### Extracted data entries
//! Expression and statement trees shared by both languages.
use std::fmt;
use std::rc::Rc;

use crate::bytecode::BinaryOp;
use crate::error::Span;
use crate::macros::Macro;

/// Result type of an expression.
#[derive(Debug, Clone, Copy, PartialEq, Eq, Hash)]
pub enum Type {
    /// Not known yet
    Undef,
    Void,
    Number,
    Boolean,
    Fixed,
}

impl fmt::Display for Type {
    fn fmt(&self, f: &mut fmt::Formatter) -> fmt::Result {
        f.write_str(match self {
            Self::Undef => "undefined",
            Self::Void => "void",
            Self::Number => "int",
            Self::Boolean => "bool",
            Self::Fixed => "fixed",
        })
    }
}

pub mod priority {
    pub const CONSTANT: u8 = 200;
    pub const PRE: u8 = 150;
    pub const MULT: u8 = 140;
    pub const ADD: u8 = 130;
    pub const SHIFT: u8 = 120;
    pub const BINAND: u8 = 110;
    pub const BINXOR: u8 = 100;
    pub const BINOR: u8 = 90;
    pub const COMP: u8 = 80;
    pub const AND: u8 = 60;
    pub const OR: u8 = 50;
    pub const CONDITIONAL_ELSE: u8 = 41;
    pub const CONDITIONAL: u8 = 40;
    pub const ASSIGNMENT: u8 = 30;
    pub const COMMA: u8 = 25;
    pub const PAR: u8 = 20;
    pub const STATEMENT: u8 = 10;
}

#[derive(Debug, Clone, Copy, PartialEq, Eq, Hash)]
pub enum Fixity {
    Prefix,
    Postfix,
    Infix,
    Constant,
}

#[derive(Debug, Clone, Copy, PartialEq, Eq)]
pub enum Op {
    /// Operator mapped directly to a VM binary opcode
    Binary(BinaryOp),
    /// `&&`, evaluated lazily
    LogicAnd,
    /// `||`, evaluated lazily
    LogicOr,
    Assign,
    CompoundAssign(BinaryOp),
    PreIncrement,
    PreDecrement,
    PostIncrement,
    PostDecrement,
    Negate,
    BitNot,
    Abs,
    /// Logical negation (`not` and `!`)
    Not,
    Cast(Type),
    Size,
    /// `?`, whose second operand is a [`Op::ConditionalElse`]
    Conditional,
    /// `:`
    ConditionalElse,
    Comma,
    Bool(bool),
}

impl Op {
    pub const fn priority(self) -> u8 {
        use priority::*;
        match self {
            Self::Binary(op) => match op {
                BinaryOp::Mult | BinaryOp::Div | BinaryOp::Mod => MULT,
                BinaryOp::Add | BinaryOp::Sub => ADD,
                BinaryOp::Shl | BinaryOp::Shr => SHIFT,
                BinaryOp::BitAnd => BINAND,
                BinaryOp::BitXor => BINXOR,
                BinaryOp::BitOr => BINOR,
                BinaryOp::Eq
                | BinaryOp::Ne
                | BinaryOp::Gt
                | BinaryOp::Ge
                | BinaryOp::Lt
                | BinaryOp::Le => COMP,
                BinaryOp::And => AND,
                BinaryOp::Or => OR,
            },
            Self::LogicAnd => AND,
            Self::LogicOr => OR,
            Self::Assign | Self::CompoundAssign(_) => ASSIGNMENT,
            Self::PreIncrement
            | Self::PreDecrement
            | Self::PostIncrement
            | Self::PostDecrement
            | Self::Negate
            | Self::BitNot
            | Self::Abs
            | Self::Not
            | Self::Cast(_)
            | Self::Size => PRE,
            Self::Conditional => CONDITIONAL,
            Self::ConditionalElse => CONDITIONAL_ELSE,
            Self::Comma => COMMA,
            Self::Bool(_) => CONSTANT,
        }
    }

    /// Operators whose first operand is written to.
    pub const fn is_assignment(self) -> bool {
        matches!(
            self,
            Self::Assign
                | Self::CompoundAssign(_)
                | Self::PreIncrement
                | Self::PreDecrement
                | Self::PostIncrement
                | Self::PostDecrement
        )
    }

    pub const fn symbol(self) -> &'static str {
        match self {
            Self::Binary(op) | Self::CompoundAssign(op) => {
                let compound = matches!(self, Self::CompoundAssign(_));
                match (op, compound) {
                    (BinaryOp::Shl, false) => "<<",
                    (BinaryOp::Shl, true) => "<<=",
                    (BinaryOp::Shr, false) => ">>",
                    (BinaryOp::Shr, true) => ">>=",
                    (BinaryOp::Add, false) => "+",
                    (BinaryOp::Add, true) => "+=",
                    (BinaryOp::Sub, false) => "-",
                    (BinaryOp::Sub, true) => "-=",
                    (BinaryOp::Mult, false) => "*",
                    (BinaryOp::Mult, true) => "*=",
                    (BinaryOp::Div, false) => "/",
                    (BinaryOp::Div, true) => "/=",
                    (BinaryOp::Mod, false) => "%",
                    (BinaryOp::Mod, true) => "%=",
                    (BinaryOp::BitOr, false) => "|",
                    (BinaryOp::BitOr, true) => "|=",
                    (BinaryOp::BitXor, false) => "^",
                    (BinaryOp::BitXor, true) => "^=",
                    (BinaryOp::BitAnd, false) => "&",
                    (BinaryOp::BitAnd, true) => "&=",
                    (BinaryOp::Eq, _) => "==",
                    (BinaryOp::Ne, _) => "!=",
                    (BinaryOp::Gt, _) => ">",
                    (BinaryOp::Ge, _) => ">=",
                    (BinaryOp::Lt, _) => "<",
                    (BinaryOp::Le, _) => "<=",
                    (BinaryOp::Or, _) => "or",
                    (BinaryOp::And, _) => "and",
                }
            }
            Self::LogicAnd => "&&",
            Self::LogicOr => "||",
            Self::Assign => "=",
            Self::PreIncrement | Self::PostIncrement => "++",
            Self::PreDecrement | Self::PostDecrement => "--",
            Self::Negate => "-",
            Self::BitNot => "~",
            Self::Abs => "abs",
            Self::Not => "not",
            Self::Cast(Type::Boolean) => "bool",
            Self::Cast(Type::Fixed) => "fixed",
            Self::Cast(_) => "int",
            Self::Size => "size",
            Self::Conditional => "?",
            Self::ConditionalElse => ":",
            Self::Comma => ",",
            Self::Bool(true) => "true",
            Self::Bool(false) => "false",
        }
    }
}

impl fmt::Display for Op {
    fn fmt(&self, f: &mut fmt::Formatter) -> fmt::Result {
        f.write_str(self.symbol())
    }
}

#[derive(Debug, Clone, PartialEq)]
pub struct Expr {
    pub kind: ExprKind,
    pub span: Span,
    pub ty: Type,
    /// Empty for scalars
    pub dims: Vec<usize>,
}

#[derive(Debug, Clone, PartialEq)]
pub enum ExprKind {
    Number(i16),
    Fixed(f64),
    Var(Variable),
    Index {
        var: Variable,
        indices: Vec<Expr>,
    },
    /// Items in column-major order
    Array(Vec<Expr>),
    Op {
        op: Op,
        args: Vec<Expr>,
    },
    Call {
        name: String,
        args: Vec<Expr>,
        callee: Option<Callee>,
    },
    /// Value already pushed on the VM stack (left side of `op=`, `++`, `--`).
    Placeholder,
}

impl Expr {
    pub fn new(kind: ExprKind, span: Span) -> Self {
        Self {
            kind,
            span,
            ty: Type::Undef,
            dims: Vec::new(),
        }
    }
    pub fn number(n: i16, span: Span) -> Self {
        Self::new(ExprKind::Number(n), span).typed(Type::Number)
    }
    pub fn boolean(b: bool, span: Span) -> Self {
        Self::new(ExprKind::Number(b as i16), span).typed(Type::Boolean)
    }
    pub fn fixed(f: f64, span: Span) -> Self {
        Self::new(ExprKind::Fixed(f), span).typed(Type::Fixed)
    }
    pub fn op(op: Op, args: Vec<Expr>, span: Span) -> Self {
        Self::new(ExprKind::Op { op, args }, span)
    }
    pub fn var(name: impl Into<String>, span: Span) -> Self {
        Self::new(ExprKind::Var(Variable::new(name)), span)
    }
    pub fn placeholder(ty: Type, span: Span) -> Self {
        Self::new(ExprKind::Placeholder, span).typed(ty)
    }
    #[must_use]
    pub fn typed(mut self, ty: Type) -> Self {
        self.ty = ty;
        self
    }
    #[must_use]
    pub fn with_dims(mut self, dims: Vec<usize>) -> Self {
        self.dims = dims;
        self
    }

    /// Number of words of the value.
    pub fn size(&self) -> usize {
        if self.ty == Type::Void {
            0
        } else {
            self.dims.iter().product()
        }
    }
    pub fn is_scalar(&self) -> bool {
        self.size() == 1
    }
    pub const fn is_literal(&self) -> bool {
        matches!(self.kind, ExprKind::Number(_) | ExprKind::Fixed(_))
    }
    pub const fn as_number(&self) -> Option<i16> {
        match self.kind {
            ExprKind::Number(n) => Some(n),
            _ => None,
        }
    }
    /// Truth value of a literal.
    pub fn truth(&self) -> Option<bool> {
        match self.kind {
            ExprKind::Number(n) => Some(n != 0),
            ExprKind::Fixed(f) => Some(f != 0.0),
            _ => None,
        }
    }
    /// Can be written to.
    pub const fn is_lvalue(&self) -> bool {
        matches!(self.kind, ExprKind::Var(_) | ExprKind::Index { .. })
    }
    pub fn op_kind(&self) -> Option<Op> {
        match &self.kind {
            ExprKind::Op { op, .. } => Some(*op),
            _ => None,
        }
    }
}

/// A name in an expression, resolved to its storage by the allocation pass.
#[derive(Debug, Clone, PartialEq)]
pub struct Variable {
    pub name: String,
    pub storage: Option<Storage>,
}

impl Variable {
    pub fn new(name: impl Into<String>) -> Self {
        Self {
            name: name.into(),
            storage: None,
        }
    }
}

#[derive(Debug, Clone, Copy, PartialEq, Eq)]
pub enum Addressing {
    /// Fixed address in variable memory
    Absolute,
    /// Offset from the frame pointer of the current function
    Frame,
    /// Frame slot holding the absolute address of the actual variable
    Reference,
}

#[derive(Debug, Clone, PartialEq, Eq)]
pub struct Storage {
    pub offset: usize,
    pub dims: Vec<usize>,
    pub ty: Type,
    pub mode: Addressing,
}

impl Storage {
    pub fn size(&self) -> usize {
        self.dims.iter().product()
    }
}

#[derive(Debug, Clone, PartialEq)]
pub enum Callee {
    Function(Rc<FunctionSignature>),
    Macro(Macro),
}

#[derive(Debug, Clone, PartialEq, Eq)]
pub struct FunctionSignature {
    pub name: String,
    pub ret: Type,
    pub params: Vec<Param>,
}

#[derive(Debug, Clone, PartialEq, Eq)]
pub struct Param {
    pub name: String,
    pub ty: Type,
    pub dims: Vec<usize>,
    pub by_ref: bool,
    /// Frame offset in the callee
    pub offset: usize,
}

impl Param {
    pub fn size(&self) -> usize {
        self.dims.iter().product()
    }
}

#[derive(Debug, Clone, PartialEq)]
pub struct Stmt {
    pub kind: StmtKind,
    pub span: Span,
}

impl Stmt {
    pub const fn new(kind: StmtKind, span: Span) -> Self {
        Self { kind, span }
    }
}

#[derive(Debug, Clone, PartialEq)]
pub enum StmtKind {
    VarDecl(VarDecl),
    ConstDecl {
        name: String,
        value: Expr,
    },
    Expr(Expr),
    If {
        arms: Vec<IfArm>,
        otherwise: Option<Vec<Stmt>>,
    },
    When {
        cond: Expr,
        body: Vec<Stmt>,
    },
    While {
        label: Option<String>,
        /// `None` loops forever
        cond: Option<Expr>,
        body: Vec<Stmt>,
    },
    DoWhile {
        label: Option<String>,
        body: Vec<Stmt>,
        cond: Expr,
    },
    /// `for v in a:b step s`
    RangeFor {
        label: Option<String>,
        var: Expr,
        from: Expr,
        to: Expr,
        step: Option<Expr>,
        body: Vec<Stmt>,
    },
    /// `for (init; cond; step)`
    For {
        label: Option<String>,
        init: Vec<Stmt>,
        cond: Option<Expr>,
        step: Option<Expr>,
        body: Vec<Stmt>,
    },
    Switch {
        label: Option<String>,
        subject: Expr,
        body: Vec<Stmt>,
    },
    Case(Expr),
    Default,
    Block(Vec<Stmt>),
    Label(String),
    Goto(String),
    Break(Option<String>),
    Continue(Option<String>),
    NativeCall {
        name: String,
        args: Vec<Expr>,
    },
    CallSub(String),
    Emit {
        event: String,
        value: Option<Expr>,
    },
    Return(Option<Expr>),
    Empty,
}

#[derive(Debug, Clone, PartialEq)]
pub struct IfArm {
    pub cond: Expr,
    pub body: Vec<Stmt>,
    pub span: Span,
}

#[derive(Debug, Clone, PartialEq)]
pub struct VarDecl {
    pub name: String,
    pub ty: Type,
    /// `None` for a size inferred from the initial value (`x[]`)
    pub dims: Vec<Option<Expr>>,
    pub init: Option<Expr>,
    pub storage: Option<Storage>,
}

#[derive(Debug, Clone, PartialEq)]
pub struct FunctionDecl {
    pub name: String,
    pub ret: Type,
    pub params: Vec<ParamDecl>,
}

#[derive(Debug, Clone, PartialEq)]
pub struct ParamDecl {
    pub name: String,
    pub ty: Type,
    pub dims: Vec<Expr>,
    pub by_ref: bool,
    pub span: Span,
}

/// One statement as produced by the parser, before blocks are paired up.
#[derive(Debug, Clone, PartialEq)]
pub enum Line {
    Plain(Stmt),
    Open(Opener, Span),
    ElseIf(Expr, Span),
    Else(Span),
    End(Span),
    /// `} while (cond);` closing a `do` block
    EndWhile(Expr, Span),
    /// Starts a new code unit (simple language `onevent` and `sub`)
    Header(UnitHeader, Span),
}

#[derive(Debug, Clone, PartialEq)]
pub enum Opener {
    If(Expr),
    When(Expr),
    While(Expr),
    Do,
    RangeFor {
        var: Expr,
        from: Expr,
        to: Expr,
        step: Option<Expr>,
    },
    For {
        init: Vec<Stmt>,
        cond: Option<Expr>,
        step: Option<Expr>,
    },
    Switch(Expr),
    Block,
    OnEvent(String),
    Function(FunctionDecl),
}

impl Opener {
    pub const fn describe(&self) -> &'static str {
        match self {
            Self::If(_) => "if",
            Self::When(_) => "when",
            Self::While(_) => "while",
            Self::Do => "do",
            Self::RangeFor { .. } | Self::For { .. } => "for",
            Self::Switch(_) => "switch",
            Self::Block => "block",
            Self::OnEvent(_) => "onevent",
            Self::Function(_) => "function definition",
        }
    }
}

#[derive(Debug, Clone, PartialEq, Eq)]
pub enum UnitHeader {
    OnEvent(String),
    Sub(String),
}

/// Separately placed piece of code: the init code, an event handler, a
/// subroutine or a function.
#[derive(Debug, Clone, PartialEq)]
pub struct Unit {
    pub kind: UnitKind,
    pub span: Span,
    pub body: Vec<Stmt>,
    /// Words of frame-relative storage used by a function's locals.
    pub frame_size: usize,
}

#[derive(Debug, Clone, PartialEq)]
pub enum UnitKind {
    Init,
    OnEvent(String),
    Sub(String),
    Function {
        decl: FunctionDecl,
        signature: Option<Rc<FunctionSignature>>,
    },
}

impl UnitKind {
    /// Name used to resolve calls to this unit.
    pub fn callable_name(&self) -> Option<&str> {
        match self {
            Self::Sub(name) => Some(name),
            Self::Function { decl, .. } => Some(&decl.name),
            Self::Init | Self::OnEvent(_) => None,
        }
    }
    /// Ends with `ret` rather than `stop`.
    pub const fn is_callable(&self) -> bool {
        matches!(self, Self::Sub(_) | Self::Function { .. })
    }
}

/// Whole program after the tree builder.
#[derive(Debug, Clone, PartialEq, Default)]
pub struct Program {
    pub units: Vec<Unit>,
    /// Words of absolute storage used by declared variables.
    pub module_size: usize,
}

### WHAT YOU ARE ASKED TO DO
A complete answer reproduces every line of the records in which the word "FunctionSignature" occurs.

### RESULT OF THE EXERCISE
    Function(Rc<FunctionSignature>),
pub struct FunctionSignature {
        signature: Option<Rc<FunctionSignature>>,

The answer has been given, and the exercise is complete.